Opisthotropis maxwelli
- Conservation status: Data Deficient (IUCN 3.1)

Scientific classification
- Kingdom: Animalia
- Phylum: Chordata
- Class: Reptilia
- Order: Squamata
- Suborder: Serpentes
- Family: Colubridae
- Genus: Opisthotropis
- Species: O. maxwelli
- Binomial name: Opisthotropis maxwelli Boulenger, 1914

= Opisthotropis maxwelli =

- Genus: Opisthotropis
- Species: maxwelli
- Authority: Boulenger, 1914
- Conservation status: DD

Species of snake

Opisthotropis maxwelli, also known commonly as Maxwell's mountain keelback, is a species of snake in the subfamily Natricinae of the family Colubridae. The species is endemic to China.

==Etymology==
The specific name, maxwelli, is in honour of British Presbyterian missionary John Preston Maxwell (1871–1961), who also was a physician working in China (1898–1936), and who presented the holotype to the British Museum (Natural History).

==Description==
Opisthotropis maxwelli may attain a total length (tail included) of 44 cm. The tail is rather long, comprising 20–23% of the total length. The dorsal scales are keeled, more strongly so on the posterior of the body, and arranged in 17 rows throughout the length of the body. Dorsally, it is dark olive; ventrally, it is yellow.
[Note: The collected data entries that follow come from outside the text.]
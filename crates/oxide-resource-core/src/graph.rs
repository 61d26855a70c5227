//! Dependency ordering of resources for migration.
//!
//! An edge `A -> B` exists when `A` hosts a foreign key to `B`, so `B` must
//! be created first. Many-to-many relationships live in associative tables
//! and self-references are accepted inside a single `CREATE TABLE`; neither
//! adds an edge.

use std::collections::{BTreeMap, BTreeSet};

use crate::error::{ResourceError, Result};
use crate::model::{Cardinality, ResourceModel};

/// Resources and the resources each one references through a host key.
#[derive(Debug, Clone, Default)]
pub struct DependencyGraph {
    dependencies: BTreeMap<String, BTreeSet<String>>,
}

impl DependencyGraph {
    /// Builds the graph from a model set.
    #[must_use]
    pub fn from_models<'a>(models: impl IntoIterator<Item = &'a ResourceModel>) -> Self {
        let models: Vec<&ResourceModel> = models.into_iter().collect();
        let mut graph = Self::default();
        for model in &models {
            graph.add_node(&model.name);
        }
        for model in &models {
            for rel in model.relationships.values() {
                if rel.host
                    && rel.cardinality != Cardinality::ManyToMany
                    && rel.resource != model.name
                {
                    graph.add_edge(&model.name, &rel.resource);
                }
            }
        }
        graph
    }

    /// Adds a resource with no dependencies.
    pub fn add_node(&mut self, name: &str) {
        self.dependencies.entry(name.to_string()).or_default();
    }

    /// Records that `from` must be migrated after `to`.
    pub fn add_edge(&mut self, from: &str, to: &str) {
        self.add_node(to);
        self.dependencies
            .entry(from.to_string())
            .or_default()
            .insert(to.to_string());
    }

    /// Resources `name` depends on.
    pub fn dependencies_of(&self, name: &str) -> impl Iterator<Item = &str> {
        self.dependencies
            .get(name)
            .into_iter()
            .flat_map(|deps| deps.iter().map(String::as_str))
    }

    /// Returns every resource, referenced resources first.
    ///
    /// Among resources with no ordering between them, names sort
    /// alphabetically. Fails with the resources left on a cycle.
    pub fn topological_order(&self) -> Result<Vec<String>> {
        // Kahn's algorithm over remaining dependency counts.
        let mut remaining: BTreeMap<&str, usize> = self
            .dependencies
            .iter()
            .map(|(name, deps)| (name.as_str(), deps.len()))
            .collect();
        let mut dependents: BTreeMap<&str, Vec<&str>> = BTreeMap::new();
        for (name, deps) in &self.dependencies {
            for dep in deps {
                dependents.entry(dep.as_str()).or_default().push(name.as_str());
            }
        }

        let mut ready: BTreeSet<&str> = remaining
            .iter()
            .filter(|(_, count)| **count == 0)
            .map(|(name, _)| *name)
            .collect();
        let mut order = Vec::with_capacity(remaining.len());

        while let Some(name) = ready.pop_first() {
            remaining.remove(name);
            order.push(name.to_string());

            for dependent in dependents.get(name).into_iter().flatten() {
                if let Some(count) = remaining.get_mut(dependent) {
                    *count -= 1;
                    if *count == 0 {
                        ready.insert(*dependent);
                    }
                }
            }
        }

        if remaining.is_empty() {
            Ok(order)
        } else {
            Err(ResourceError::DependencyGraph {
                resources: remaining.keys().map(|name| (*name).to_string()).collect(),
            })
        }
    }
}

#[cfg(test)]
mod tests {
    use super::*;
    use crate::model::Relationship;
    use crate::normalize::normalize;
    use crate::raw::RawResource;

    fn model(name: &str, host_refs: &[&str]) -> ResourceModel {
        let mut model = normalize(RawResource::named(name));
        for target in host_refs {
            model.relationships.insert(
                (*target).to_string(),
                Relationship::new(*target, Cardinality::ManyToOne),
            );
        }
        model
    }

    fn position(order: &[String], name: &str) -> usize {
        order.iter().position(|n| n == name).unwrap()
    }

    #[test]
    fn test_referenced_before_referencer() {
        let models = vec![model("cat", &["person"]), model("person", &[])];
        let order = DependencyGraph::from_models(&models)
            .topological_order()
            .unwrap();
        assert_eq!(order, vec!["person", "cat"]);
    }

    #[test]
    fn test_chain_order() {
        let models = vec![
            model("a", &["b", "c"]),
            model("b", &["c"]),
            model("c", &[]),
            model("d", &[]),
        ];
        let order = DependencyGraph::from_models(&models)
            .topological_order()
            .unwrap();
        assert_eq!(order.len(), 4);
        assert!(position(&order, "c") < position(&order, "b"));
        assert!(position(&order, "b") < position(&order, "a"));
    }

    #[test]
    fn test_cycle_is_rejected() {
        let models = vec![
            model("a", &["b"]),
            model("b", &["c"]),
            model("c", &["a"]),
            model("d", &[]),
        ];
        let err = DependencyGraph::from_models(&models)
            .topological_order()
            .unwrap_err();
        match err {
            ResourceError::DependencyGraph { resources } => {
                assert_eq!(resources, vec!["a", "b", "c"]);
            }
            other => panic!("expected DependencyGraph, got {other:?}"),
        }
    }

    #[test]
    fn test_self_reference_adds_no_edge() {
        let models = vec![model("employee", &["employee"])];
        let graph = DependencyGraph::from_models(&models);
        assert_eq!(graph.dependencies_of("employee").count(), 0);
        assert_eq!(graph.topological_order().unwrap(), vec!["employee"]);
    }

    #[test]
    fn test_guest_and_many_to_many_add_no_edge() {
        let mut pizza = model("pizza", &[]);
        pizza.relationships.insert(
            "toppings".to_string(),
            Relationship::new("topping", Cardinality::ManyToMany),
        );
        let mut topping = model("topping", &[]);
        topping.relationships.insert(
            "pizzas".to_string(),
            Relationship::new("pizza", Cardinality::ManyToMany).guest(),
        );
        let graph = DependencyGraph::from_models(&[pizza, topping]);
        assert_eq!(graph.dependencies_of("pizza").count(), 0);
        assert_eq!(graph.dependencies_of("topping").count(), 0);
    }
}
==Geographic distribution==
Opisthotropis maxwelli is found in southeastern China, in the provinces of Fujian, Guangdong, and Jiangxi, and the autonomous region of Guangxi.

==Habitat==
The preferred natural habitat of Opisthotropis maxwelli is streams, at high altitudes.

==Behavior==
Opisthotropis maxwelli is aquatic and nocturnal. It shelters under rocks.

==Diet==
Opisthotropis maxwelli preys predominately upon aquatic segmented worms, and also freshwater shrimp, fishes, frogs and their tadpoles.

==Reproduction==
Opisthotropis maxwelli is oviparous.